Take the records below and print them verbatim up to and including the line that carries "let mut settings".

## MATERIAL FOR THIS EXERCISE
== Segment start ==

//! Show or edit settings.

use super::lock;
use crate::cli::SettingsArgs;
use anyhow::{bail, Result};
use std::sync::{Arc, Mutex};
use trellis_domain::traits::GraphStore;
use trellis_store::SqliteStore;

pub fn execute(args: SettingsArgs, store: Arc<Mutex<SqliteStore>>) -> Result<()> {
    let mut store = lock(&store)?;
    let mut settings = store.load_settings()?;

    let editing = args.api_key.is_some()
        || args.min_words.is_some()
        || args.auto_capture.is_some()
        || args.add_skip_domain.is_some();

    if !editing {
        println!("{}", serde_json::to_string_pretty(&settings)?);
        return Ok(());
    }

    if let Some(api_key) = args.api_key {
        settings.api_key = api_key;
    }
    if let Some(min_words) = args.min_words {
        settings.min_content_words = min_words;
    }
    if let Some(auto_capture) = args.auto_capture {
        settings.auto_capture = auto_capture;
    }
    if let Some(domain) = args.add_skip_domain {
        if !settings.skip_domains.contains(&domain) {
            settings.skip_domains.push(domain);
        }
    }

    if let Err(e) = settings.validate() {
        bail!("not saved: {}", e);
    }
    store.save_settings(&settings)?;
    println!("Settings saved");
    Ok(())
}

== Segment end ==

## ANSWER TO THE PROBLEM
//! Show or edit settings.

use super::lock;
use crate::cli::SettingsArgs;
use anyhow::{bail, Result};
use std::sync::{Arc, Mutex};
use trellis_domain::traits::GraphStore;
use trellis_store::SqliteStore;

pub fn execute(args: SettingsArgs, store: Arc<Mutex<SqliteStore>>) -> Result<()> {
    let mut store = lock(&store)?;
    let mut settings = store.load_settings()?;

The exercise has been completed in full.